> INSTRUCTIONS TO FOLLOW:
Hunt through the entries for the word "today" and copy each line in which it appears.

> Records from a collection:

== Segment start ==

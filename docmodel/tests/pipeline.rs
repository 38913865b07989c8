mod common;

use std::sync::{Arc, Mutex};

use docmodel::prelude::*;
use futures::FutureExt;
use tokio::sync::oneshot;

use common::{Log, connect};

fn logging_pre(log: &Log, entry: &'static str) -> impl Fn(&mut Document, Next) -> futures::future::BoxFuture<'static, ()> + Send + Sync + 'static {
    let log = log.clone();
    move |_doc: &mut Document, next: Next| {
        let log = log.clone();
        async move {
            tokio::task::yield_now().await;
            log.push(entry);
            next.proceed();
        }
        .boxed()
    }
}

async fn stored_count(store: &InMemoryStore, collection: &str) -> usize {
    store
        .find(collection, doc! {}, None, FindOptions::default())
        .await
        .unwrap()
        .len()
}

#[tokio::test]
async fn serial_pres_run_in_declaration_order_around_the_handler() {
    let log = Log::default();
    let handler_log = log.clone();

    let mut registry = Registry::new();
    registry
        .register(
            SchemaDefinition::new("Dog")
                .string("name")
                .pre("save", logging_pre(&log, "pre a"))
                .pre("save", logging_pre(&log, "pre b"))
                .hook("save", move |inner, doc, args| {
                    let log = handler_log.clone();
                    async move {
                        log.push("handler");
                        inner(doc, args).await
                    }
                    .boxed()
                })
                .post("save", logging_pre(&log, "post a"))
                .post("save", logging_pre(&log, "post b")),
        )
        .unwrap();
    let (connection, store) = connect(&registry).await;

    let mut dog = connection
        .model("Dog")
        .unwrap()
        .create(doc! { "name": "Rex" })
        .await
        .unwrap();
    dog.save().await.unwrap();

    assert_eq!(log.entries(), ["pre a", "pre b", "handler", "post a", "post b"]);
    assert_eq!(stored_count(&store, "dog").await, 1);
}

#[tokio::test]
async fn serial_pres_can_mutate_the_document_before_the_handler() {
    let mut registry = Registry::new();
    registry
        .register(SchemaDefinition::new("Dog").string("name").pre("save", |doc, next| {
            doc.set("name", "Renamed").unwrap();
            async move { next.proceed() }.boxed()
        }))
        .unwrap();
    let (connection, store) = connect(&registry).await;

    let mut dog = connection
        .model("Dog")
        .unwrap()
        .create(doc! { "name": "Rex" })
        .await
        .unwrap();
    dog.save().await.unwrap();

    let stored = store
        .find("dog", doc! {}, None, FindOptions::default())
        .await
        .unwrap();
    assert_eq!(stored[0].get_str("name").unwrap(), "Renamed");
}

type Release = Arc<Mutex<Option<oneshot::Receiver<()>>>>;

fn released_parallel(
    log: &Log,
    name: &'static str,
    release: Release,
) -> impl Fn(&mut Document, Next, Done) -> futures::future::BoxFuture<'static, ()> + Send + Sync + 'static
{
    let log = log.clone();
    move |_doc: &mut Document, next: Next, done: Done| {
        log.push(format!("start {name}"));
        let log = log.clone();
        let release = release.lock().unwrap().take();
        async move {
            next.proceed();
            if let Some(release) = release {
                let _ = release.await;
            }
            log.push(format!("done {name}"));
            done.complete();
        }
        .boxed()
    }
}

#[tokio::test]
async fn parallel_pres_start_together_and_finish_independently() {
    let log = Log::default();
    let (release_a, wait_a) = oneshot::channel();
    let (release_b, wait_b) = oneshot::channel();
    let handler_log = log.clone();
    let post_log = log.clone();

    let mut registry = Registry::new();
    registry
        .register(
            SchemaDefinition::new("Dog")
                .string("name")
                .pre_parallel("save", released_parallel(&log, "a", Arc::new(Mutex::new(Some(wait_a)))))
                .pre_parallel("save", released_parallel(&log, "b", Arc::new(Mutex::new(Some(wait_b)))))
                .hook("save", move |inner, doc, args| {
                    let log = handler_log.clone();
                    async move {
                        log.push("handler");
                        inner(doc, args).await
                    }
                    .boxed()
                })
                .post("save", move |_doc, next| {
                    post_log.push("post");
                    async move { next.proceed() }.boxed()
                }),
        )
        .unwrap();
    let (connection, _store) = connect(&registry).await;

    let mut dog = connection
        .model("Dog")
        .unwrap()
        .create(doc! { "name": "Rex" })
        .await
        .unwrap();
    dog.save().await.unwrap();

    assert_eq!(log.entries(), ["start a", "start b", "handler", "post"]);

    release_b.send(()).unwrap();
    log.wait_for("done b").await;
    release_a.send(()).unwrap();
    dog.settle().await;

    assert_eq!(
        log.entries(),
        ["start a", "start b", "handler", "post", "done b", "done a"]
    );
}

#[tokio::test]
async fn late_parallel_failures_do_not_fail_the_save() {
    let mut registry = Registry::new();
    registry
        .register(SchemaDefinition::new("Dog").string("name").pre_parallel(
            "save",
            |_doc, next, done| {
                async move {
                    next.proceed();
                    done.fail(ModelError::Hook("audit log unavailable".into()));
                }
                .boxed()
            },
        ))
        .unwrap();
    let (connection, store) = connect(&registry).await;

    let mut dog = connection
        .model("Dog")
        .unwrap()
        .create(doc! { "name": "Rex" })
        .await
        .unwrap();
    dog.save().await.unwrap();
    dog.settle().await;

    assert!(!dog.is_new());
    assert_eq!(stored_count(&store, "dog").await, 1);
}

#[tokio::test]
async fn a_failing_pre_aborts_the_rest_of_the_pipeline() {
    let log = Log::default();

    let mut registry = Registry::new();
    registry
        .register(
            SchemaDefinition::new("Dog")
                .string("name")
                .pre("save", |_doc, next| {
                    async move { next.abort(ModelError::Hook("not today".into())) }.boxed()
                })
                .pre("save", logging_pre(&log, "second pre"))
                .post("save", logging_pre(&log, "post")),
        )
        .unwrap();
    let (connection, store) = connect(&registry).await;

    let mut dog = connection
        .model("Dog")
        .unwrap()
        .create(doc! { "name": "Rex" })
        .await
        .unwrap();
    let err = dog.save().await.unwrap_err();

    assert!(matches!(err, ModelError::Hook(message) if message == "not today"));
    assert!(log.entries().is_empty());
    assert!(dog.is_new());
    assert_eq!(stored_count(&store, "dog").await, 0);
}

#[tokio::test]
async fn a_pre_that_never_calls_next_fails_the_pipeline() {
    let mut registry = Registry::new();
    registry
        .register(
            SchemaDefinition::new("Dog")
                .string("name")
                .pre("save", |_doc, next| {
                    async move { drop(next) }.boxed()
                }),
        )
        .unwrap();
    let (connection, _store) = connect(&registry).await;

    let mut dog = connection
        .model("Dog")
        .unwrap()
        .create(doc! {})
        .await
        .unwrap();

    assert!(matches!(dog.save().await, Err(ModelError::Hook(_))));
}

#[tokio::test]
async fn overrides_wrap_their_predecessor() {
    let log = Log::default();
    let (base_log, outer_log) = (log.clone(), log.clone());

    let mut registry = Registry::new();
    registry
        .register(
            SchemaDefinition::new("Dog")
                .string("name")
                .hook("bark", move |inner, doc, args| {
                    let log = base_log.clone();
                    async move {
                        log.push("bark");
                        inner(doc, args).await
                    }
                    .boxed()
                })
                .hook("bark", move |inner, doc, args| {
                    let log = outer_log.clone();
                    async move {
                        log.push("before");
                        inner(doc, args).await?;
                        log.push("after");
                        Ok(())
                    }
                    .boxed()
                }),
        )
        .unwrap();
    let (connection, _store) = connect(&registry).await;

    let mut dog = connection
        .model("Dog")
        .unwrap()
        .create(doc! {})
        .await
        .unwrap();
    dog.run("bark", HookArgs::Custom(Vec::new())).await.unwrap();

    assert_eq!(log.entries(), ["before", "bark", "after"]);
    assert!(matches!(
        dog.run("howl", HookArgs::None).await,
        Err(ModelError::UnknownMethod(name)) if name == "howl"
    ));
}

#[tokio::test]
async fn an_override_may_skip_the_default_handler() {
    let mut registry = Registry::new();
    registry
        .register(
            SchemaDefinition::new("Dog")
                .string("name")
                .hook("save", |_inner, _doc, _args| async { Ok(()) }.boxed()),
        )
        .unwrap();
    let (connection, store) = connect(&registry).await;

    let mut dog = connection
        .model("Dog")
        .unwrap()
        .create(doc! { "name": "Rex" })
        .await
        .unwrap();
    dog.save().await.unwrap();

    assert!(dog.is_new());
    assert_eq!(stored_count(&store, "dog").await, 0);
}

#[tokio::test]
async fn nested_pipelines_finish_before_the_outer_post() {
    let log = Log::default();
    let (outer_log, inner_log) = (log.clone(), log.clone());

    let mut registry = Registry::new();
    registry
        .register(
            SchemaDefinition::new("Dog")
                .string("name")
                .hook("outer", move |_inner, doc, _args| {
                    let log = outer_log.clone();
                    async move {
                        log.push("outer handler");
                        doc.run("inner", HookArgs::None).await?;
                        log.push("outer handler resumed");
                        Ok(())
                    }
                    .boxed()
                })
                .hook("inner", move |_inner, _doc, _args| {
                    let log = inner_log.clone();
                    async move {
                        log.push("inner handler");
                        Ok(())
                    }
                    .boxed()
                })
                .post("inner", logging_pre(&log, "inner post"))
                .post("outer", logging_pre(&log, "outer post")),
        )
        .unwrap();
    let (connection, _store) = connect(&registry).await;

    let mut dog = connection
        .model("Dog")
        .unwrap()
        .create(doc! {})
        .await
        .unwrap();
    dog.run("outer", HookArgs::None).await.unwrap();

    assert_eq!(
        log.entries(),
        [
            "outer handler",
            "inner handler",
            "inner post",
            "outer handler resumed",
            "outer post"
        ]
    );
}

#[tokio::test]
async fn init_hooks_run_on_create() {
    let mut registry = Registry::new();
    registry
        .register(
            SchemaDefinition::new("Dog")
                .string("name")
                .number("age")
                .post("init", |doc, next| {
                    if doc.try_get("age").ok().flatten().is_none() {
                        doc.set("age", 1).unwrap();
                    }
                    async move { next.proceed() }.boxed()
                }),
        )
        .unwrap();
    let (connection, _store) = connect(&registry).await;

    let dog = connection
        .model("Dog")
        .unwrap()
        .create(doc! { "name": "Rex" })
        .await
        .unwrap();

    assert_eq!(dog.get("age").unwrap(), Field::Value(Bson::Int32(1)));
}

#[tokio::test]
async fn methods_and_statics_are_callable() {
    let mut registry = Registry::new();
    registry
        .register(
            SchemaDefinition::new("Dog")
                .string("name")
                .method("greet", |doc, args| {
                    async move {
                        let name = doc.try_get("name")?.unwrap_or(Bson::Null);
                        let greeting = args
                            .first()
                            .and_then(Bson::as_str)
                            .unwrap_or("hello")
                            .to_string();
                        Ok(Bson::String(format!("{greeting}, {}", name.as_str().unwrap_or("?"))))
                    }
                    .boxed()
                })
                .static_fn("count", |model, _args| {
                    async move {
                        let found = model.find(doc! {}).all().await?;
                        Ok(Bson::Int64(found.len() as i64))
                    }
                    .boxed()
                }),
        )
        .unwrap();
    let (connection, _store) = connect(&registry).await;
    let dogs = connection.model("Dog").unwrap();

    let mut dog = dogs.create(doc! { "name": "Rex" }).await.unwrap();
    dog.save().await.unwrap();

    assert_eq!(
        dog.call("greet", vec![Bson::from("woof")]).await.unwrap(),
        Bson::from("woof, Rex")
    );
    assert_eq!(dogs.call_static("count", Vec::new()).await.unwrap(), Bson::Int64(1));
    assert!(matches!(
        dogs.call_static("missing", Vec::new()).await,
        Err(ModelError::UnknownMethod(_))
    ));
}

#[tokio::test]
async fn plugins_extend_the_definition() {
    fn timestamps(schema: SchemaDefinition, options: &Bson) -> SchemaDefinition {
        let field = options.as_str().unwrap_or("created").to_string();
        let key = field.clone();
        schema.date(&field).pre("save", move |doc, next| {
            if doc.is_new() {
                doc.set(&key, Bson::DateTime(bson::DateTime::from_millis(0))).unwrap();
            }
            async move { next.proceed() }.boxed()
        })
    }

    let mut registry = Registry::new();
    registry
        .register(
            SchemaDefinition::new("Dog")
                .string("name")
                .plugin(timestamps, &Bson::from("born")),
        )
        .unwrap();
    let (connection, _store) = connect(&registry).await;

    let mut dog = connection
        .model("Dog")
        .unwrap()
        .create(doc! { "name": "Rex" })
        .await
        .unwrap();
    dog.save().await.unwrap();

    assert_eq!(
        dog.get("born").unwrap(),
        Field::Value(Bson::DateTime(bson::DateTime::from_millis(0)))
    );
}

== Segment end ==

> SOLUTION FOR THIS PROBLEM:
                    async move { next.abort(ModelError::Hook("not today".into())) }.boxed()
    assert!(matches!(err, ModelError::Hook(message) if message == "not today"));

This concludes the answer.